Los prejuicios del mercado, de la sociedad y del mismo cine, en una diabólica conjunción con sus limitaciones y sus miedos, hace que auténticas maravillas, pequeñas o grandes, no lleguen a tanto público como merecen por su categoría artística. Loreak es, en ese sentido, una pequeña maravilla, quede eso claro desde el principio. Es también una sorpresa porque probablemente esos prejuicios tan habituales nos lleven a ignorar con demasiada facilidad una película de esta modestia, carne de festival (y alabada aunque sin premios, de hecho, en el de San Sebastián), realizada íntegramente en euskera, y firmada por unos directores e interpretada por unos actores (sobre todo por unas descomunales actrices) que no son las habituales de las alfombras rojas o que deslumbran en el papel cuché a pesar de estas que también son bellas. Pero Loreak es puro cine, brillante y sin más artificios que su calidad, es una obra íntima, personal, sensible y extraordinaria.

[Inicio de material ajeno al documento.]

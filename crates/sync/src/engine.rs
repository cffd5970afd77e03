//! The engine facade and its session pipeline.
//!
//! One pipeline task consumes the session watcher's ordered channel. Each
//! event gets a fresh generation and is resolved into an identity; a newer
//! event arriving mid-resolution preempts the older one. A successful
//! resolution commits identity and empty slices, cancels the previous
//! generation's token, and spawns the plan's orchestration without waiting
//! for it.

use std::future::Future;
use std::sync::Arc;

use arc_swap::ArcSwap;
use carebase_identity::{AuthError, SessionWatcher, SharedProvider, WatchItem};
use carebase_primitives::{AuthAction, Generation, ResolvedIdentity};
use carebase_store::{SharedStore, StoreError};
use carebase_worker::{GenerationClock, GenerationToken, TaskClass};
use chrono::Utc;
use tokio::sync::{broadcast, mpsc, watch};
use tokio_util::sync::CancellationToken;

use crate::config::{ConfigError, SyncConfig};
use crate::error::{MutationError, SessionError};
use crate::mutation::{ActivePlan, MutationCoordinator, MutationOutcome};
use crate::notify::{Notification, Notifier};
use crate::orchestrator::FetchOrchestrator;
use crate::plan::{FetchPlan, FetchPlanBuilder};
use crate::resolve::RoleResolver;
use crate::state::{ApplicationState, StateStore};

/// What the pipeline is doing, as seen by the facade.
#[derive(Debug, Clone, Default, PartialEq, Eq)]
struct PipelineStatus {
	/// An event is being resolved or is queued behind the current one.
	busy: bool,
	/// Access token of the last session event taken off the channel.
	last_token: Option<String>,
}

/// Cloneable handle to a running sync engine.
#[derive(Clone)]
pub struct SyncEngine {
	inner: Arc<Inner>,
}

struct Inner {
	config: SyncConfig,
	provider: SharedProvider,
	state: Arc<StateStore>,
	notifier: Notifier,
	active: Arc<ArcSwap<ActivePlan>>,
	mutations: MutationCoordinator,
	status: watch::Receiver<PipelineStatus>,
	shutdown: CancellationToken,
	watcher: SessionWatcher,
}

impl Drop for Inner {
	fn drop(&mut self) {
		self.shutdown.cancel();
	}
}

impl SyncEngine {
	/// Validates `config`, starts the session watcher, and spawns the pipeline.
	///
	/// Must be called from within a Tokio runtime.
	pub fn start(config: SyncConfig, provider: SharedProvider, store: SharedStore) -> Result<Self, ConfigError> {
		config.validate()?;

		let state = Arc::new(StateStore::new());
		let notifier = Notifier::new(config.notification_buffer);
		let active = Arc::new(ArcSwap::from_pointee(ActivePlan::boot()));
		let orchestrator = FetchOrchestrator::new(Arc::clone(&state), notifier.clone(), config.fetch_timeout());
		let mutations = MutationCoordinator::new(
			Arc::clone(&store),
			Arc::clone(&active),
			orchestrator.clone(),
			notifier.clone(),
			config.refresh_timeout(),
		);
		let (status_tx, status_rx) = watch::channel(PipelineStatus {
			busy: true,
			last_token: None,
		});
		let shutdown = CancellationToken::new();
		let (watcher, events) = SessionWatcher::spawn(Arc::clone(&provider), config.event_buffer);

		let pipeline = Pipeline {
			resolver: RoleResolver::new(Arc::clone(&store)),
			builder: FetchPlanBuilder::new(store),
			orchestrator,
			state: Arc::clone(&state),
			notifier: notifier.clone(),
			active: Arc::clone(&active),
			clock: GenerationClock::new(),
			status: status_tx,
			shutdown: shutdown.clone(),
		};
		carebase_worker::spawn(TaskClass::Pipeline, pipeline.run(events));
		tracing::info!(?config, "sync.engine.started");

		Ok(Self {
			inner: Arc::new(Inner {
				config,
				provider,
				state,
				notifier,
				active,
				mutations,
				status: status_rx,
				shutdown,
				watcher,
			}),
		})
	}

	/// Current state snapshot.
	pub fn application_state(&self) -> Arc<ApplicationState> {
		self.inner.state.snapshot()
	}

	/// Receiver that changes whenever the application state does.
	pub fn subscribe(&self) -> watch::Receiver<u64> {
		self.inner.state.subscribe()
	}

	pub fn notifications(&self) -> broadcast::Receiver<Notification> {
		self.inner.notifier.subscribe()
	}

	/// Runs `write` against the record store, then refreshes `resource`.
	pub async fn perform_mutation<T, W, Fut>(&self, resource: &str, write: W) -> Result<MutationOutcome<T>, MutationError>
	where
		W: FnOnce(SharedStore) -> Fut,
		Fut: Future<Output = Result<T, StoreError>>,
	{
		self.inner.mutations.perform(resource, write).await
	}

	/// Forwards `action` to the identity provider.
	///
	/// State is never written here: the provider's resulting session event
	/// flows through the pipeline like any other. On success this returns
	/// once the pipeline has picked that event up.
	pub async fn dispatch_auth_action(&self, action: AuthAction) -> Result<(), AuthError> {
		let kind = action.as_str();
		let provider = &self.inner.provider;
		let result = match &action {
			AuthAction::SignIn(credentials) => provider.sign_in(credentials).await.map(|s| Some(s.access_token)),
			AuthAction::SignUp(credentials) => provider.sign_up(credentials).await.map(|s| Some(s.access_token)),
			AuthAction::SignOut => provider.sign_out().await.map(|()| None),
		};

		match result {
			Ok(expected) => {
				tracing::info!(action = kind, "sync.auth.accepted");
				self.await_pickup(expected).await;
				Ok(())
			}
			Err(err) => {
				tracing::warn!(action = kind, error = %err, "sync.auth.failed");
				self.inner.notifier.error("auth", err.to_string());
				Err(err)
			}
		}
	}

	async fn await_pickup(&self, expected: Option<String>) {
		let mut status = self.inner.status.clone();
		let picked_up = tokio::time::timeout(self.inner.config.fetch_timeout(), status.wait_for(|s| s.last_token == expected))
			.await
			.is_ok_and(|seen| seen.is_ok());
		if !picked_up {
			tracing::debug!("sync.auth.pickup_not_observed");
		}
	}

	/// Resolves once no session event is pending and the current generation
	/// has settled. Also resolves if the pipeline has stopped.
	pub async fn wait_settled(&self) {
		let mut status = self.inner.status.clone();
		let mut revisions = self.inner.state.subscribe();
		loop {
			let busy = status.borrow_and_update().busy;
			if !busy && !self.inner.state.snapshot().is_loading {
				return;
			}
			tokio::select! {
				changed = status.changed() => if changed.is_err() { return },
				changed = revisions.changed() => if changed.is_err() { return },
			}
		}
	}

	/// Stops the watcher and pipeline and cancels in-flight fetches.
	pub fn shutdown(&self) {
		tracing::info!("sync.engine.shutdown");
		self.inner.shutdown.cancel();
		self.inner.watcher.stop();
		self.inner.active.load().token.cancel();
	}
}

enum Flow {
	Done,
	Preempted(WatchItem),
	Shutdown,
}

struct Pipeline {
	resolver: RoleResolver,
	builder: FetchPlanBuilder,
	orchestrator: FetchOrchestrator,
	state: Arc<StateStore>,
	notifier: Notifier,
	active: Arc<ArcSwap<ActivePlan>>,
	clock: GenerationClock,
	status: watch::Sender<PipelineStatus>,
	shutdown: CancellationToken,
}

impl Pipeline {
	async fn run(self, mut events: mpsc::Receiver<WatchItem>) {
		let mut pending = None;
		loop {
			let item = match pending.take() {
				Some(item) => item,
				None => {
					if events.is_empty() {
						self.status.send_if_modified(|s| std::mem::replace(&mut s.busy, false));
					}
					tokio::select! {
						biased;
						_ = self.shutdown.cancelled() => break,
						next = events.recv() => match next {
							Some(item) => item,
							None => break,
						},
					}
				}
			};

			let token = item.as_ref().ok().and_then(|ev| ev.session.as_ref()).map(|s| s.access_token.clone());
			self.status.send_modify(|s| {
				s.busy = true;
				s.last_token = token;
			});

			match self.handle(item, &mut events).await {
				Flow::Done => {}
				Flow::Preempted(newer) => pending = Some(newer),
				Flow::Shutdown => break,
			}
		}
		self.active.load().token.cancel();
		tracing::debug!("sync.pipeline.stopped");
	}

	async fn handle(&self, item: WatchItem, events: &mut mpsc::Receiver<WatchItem>) -> Flow {
		let generation = Generation::new(self.clock.next());
		let event = match item {
			Ok(event) => event,
			Err(err) => {
				self.fail_session(generation, SessionError::Provider(err));
				return Flow::Done;
			}
		};
		if let Some(session) = event.session.as_ref().filter(|s| s.is_expired_at(Utc::now())) {
			let subject = session.subject_id.clone();
			self.fail_session(generation, SessionError::Expired { subject });
			return Flow::Done;
		}
		tracing::debug!(%generation, kind = ?event.kind, initial = event.initial, "sync.pipeline.event");

		let resolve = self.resolver.resolve(event.session.as_ref());
		tokio::pin!(resolve);
		let mut open = true;
		let resolved = loop {
			tokio::select! {
				biased;
				_ = self.shutdown.cancelled() => return Flow::Shutdown,
				newer = events.recv(), if open => match newer {
					Some(newer) => {
						tracing::debug!(%generation, "sync.resolve.preempted");
						return Flow::Preempted(newer);
					}
					None => open = false,
				},
				resolved = &mut resolve => break resolved,
			}
		};

		match resolved {
			Ok(identity) => self.commit(generation, identity),
			Err(err) => {
				tracing::warn!(%generation, error = %err, "sync.resolve.failed");
				self.notifier.error("resolution", err.to_string());
				// Nothing else will ever settle the boot generation.
				if self.state.generation() == Generation::BOOT {
					self.state.settle(Generation::BOOT);
				}
			}
		}
		Flow::Done
	}

	#[tracing::instrument(skip_all, fields(generation = %generation, role = %identity.role))]
	fn commit(&self, generation: Generation, identity: ResolvedIdentity) {
		let plan = self.builder.build(&identity);
		let resources: Vec<String> = plan.names().map(str::to_owned).collect();
		if !self.state.replace_identity(generation, identity, resources) {
			return;
		}
		tracing::info!(resources = plan.len(), "sync.generation.committed");
		self.activate(generation, plan);
	}

	fn fail_session(&self, generation: Generation, err: SessionError) {
		tracing::error!(%generation, error = %err, "sync.session.failed");
		self.notifier.error("session", err.to_string());
		if self.state.force_signed_out(generation, err) {
			self.activate(generation, FetchPlan::empty());
		}
	}

	/// Makes `plan` the active plan, cancels the previous generation, and
	/// starts orchestration in the background.
	fn activate(&self, generation: Generation, plan: FetchPlan) {
		let active = Arc::new(ActivePlan {
			generation,
			plan: Arc::new(plan),
			token: GenerationToken::root(generation.get()),
		});
		let previous = self.active.swap(Arc::clone(&active));
		previous.token.cancel();

		if active.plan.is_empty() {
			return;
		}
		let orchestrator = self.orchestrator.clone();
		carebase_worker::spawn(TaskClass::Pipeline, async move {
			orchestrator.run(&active.plan, active.token.clone()).await;
		});
	}
}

Hay magia en Loreak (flores, en euskera) ya desde su prólogo, una fascinante colección de imágenes que anticipa el magnífico collage que después montan Jon Garaño y Jose Mari Goenaga en torno a la vida de tres mujeres radicalmente diferentes entre sí y cuyas vidas se unen por un ramo de flores que una de ellas recibe de forma anónima cada semana. Esa anécdota, en un primer momento más propia de un corto que un largo, se acaba convirtiendo en el impulso vital de una película de una enorme sensibilidad. Es indudable que Nagore Aranburu, Itziar Ituño e Itziar Aizpuru, las tres actrices protagonistas, tienen una elevada cuota de responsabilidad en que la cinta respire esa sensibilidad y muchísimo realismo desde la primera hasta la última escena, desde la más cotidiana a la más demoledora (el encuentro final entre dos de ellas es momento emocionalmente durísimo plasmado con una belleza exquisita).
Reducir la película a sus actrices no sería justo. Sí por ellas, brillantes en todos sus matices, pero no por el resto. Porque Loreak es una pieza magnífica de cine. Garaño y Goenaga aciertan en casi todo lo que hacen. Lo fácil para ellos habría sido limitarse a colocar la cámara y dejar que las actuaciones llevaran el peso de la película, pero eluden por completo ese conformismo creando bellísimos planos, dando un sentido narrativo y argumental a la colocación de su cámara, haciendo que incluso la misma escena se vea desde puntos de vista diferentes para enriquecer la sensibilidad de la película, juegan con el montaje de una forma extraordinaria, y con el tiempo para crear las elipsis que necesita la película para adquirir un poso aún mayor. Es la segunda película de esta pareja de directores, que ya habían realizado previamente 80 egunean, y desde ya se han ganado el privilegio de que sus nombres se queden en la memoria para esperar con anhelo sus próximos trabajos.
El realismo es una constante en Loreak, casi una necesidad a pesar de que hay alguna licencia incluso cómica, y nada rompe esa sensación, por mucho que haya una gran casualidad (que el guión deja magníficamente en el aire) que es el verdadero motor de la película y que pueda llevar a algunos espectadores a dudar de la profundidad real que tiene la cinta por ello. Ese es, quizá, el único punto débil de la película. Pero incluso no asimilando del todo ese giro del destino y su decisivo papel en la historia todo lo que se va mostrando es tan emocionante que no queda más remedio que rendirse a la evidencia de que estamos ante una película espléndida, en la que todo lo que se ve (sobre todo las interpretaciones y la elección de un magnífico escenario gris y melancólico), todo lo que se oye (músicas, sonidos, incluso la lluvia) y todo lo que se siente (con la mezcla de todo lo anterior) tiene un valor esencial para hacer de Loreak un viaje formidable.